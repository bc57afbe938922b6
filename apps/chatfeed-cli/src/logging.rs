//! Log setup for the terminal client.
//!
//! Logs go to stderr; stdout carries only the rendered feed.

use std::env;

use tracing_subscriber::EnvFilter;

const LOG_ENV: &str = "CHATFEED_LOG";
const DEFAULT_DIRECTIVES: &str =
    "info,chatfeed_cli=debug,backend_rest=debug,hyper_util=warn,reqwest=warn";

pub fn init() {
    let directives = pick_directives(env::var(EnvFilter::DEFAULT_ENV).ok(), env::var(LOG_ENV).ok());
    let _ = tracing_subscriber::fmt()
        .with_writer(std::io::stderr)
        .with_target(true)
        .with_env_filter(EnvFilter::new(directives))
        .try_init();
}

/// `RUST_LOG` wins over `CHATFEED_LOG`. Blank or unparsable values fall
/// through to the next source.
fn pick_directives(rust_log: Option<String>, chatfeed_log: Option<String>) -> String {
    [rust_log, chatfeed_log]
        .into_iter()
        .flatten()
        .map(|value| value.trim().to_owned())
        .find(|value| !value.is_empty() && EnvFilter::try_new(value).is_ok())
        .unwrap_or_else(|| DEFAULT_DIRECTIVES.to_owned())
}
★ ★ ★ ★ ★ ★ ★
Assignment = Your task is to restate, word for word, each line from the one that includes "let _ = tracing_subscriber::fmt()" to the end of the records, with both ends included and nothing else.

Worked solution =
    let _ = tracing_subscriber::fmt()
        .with_writer(std::io::stderr)
        .with_target(true)
        .with_env_filter(EnvFilter::new(directives))
        .try_init();
}

/// `RUST_LOG` wins over `CHATFEED_LOG`. Blank or unparsable values fall
/// through to the next source.
fn pick_directives(rust_log: Option<String>, chatfeed_log: Option<String>) -> String {
    [rust_log, chatfeed_log]
        .into_iter()
        .flatten()
        .map(|value| value.trim().to_owned())
        .find(|value| !value.is_empty() && EnvFilter::try_new(value).is_ok())
        .unwrap_or_else(|| DEFAULT_DIRECTIVES.to_owned())
}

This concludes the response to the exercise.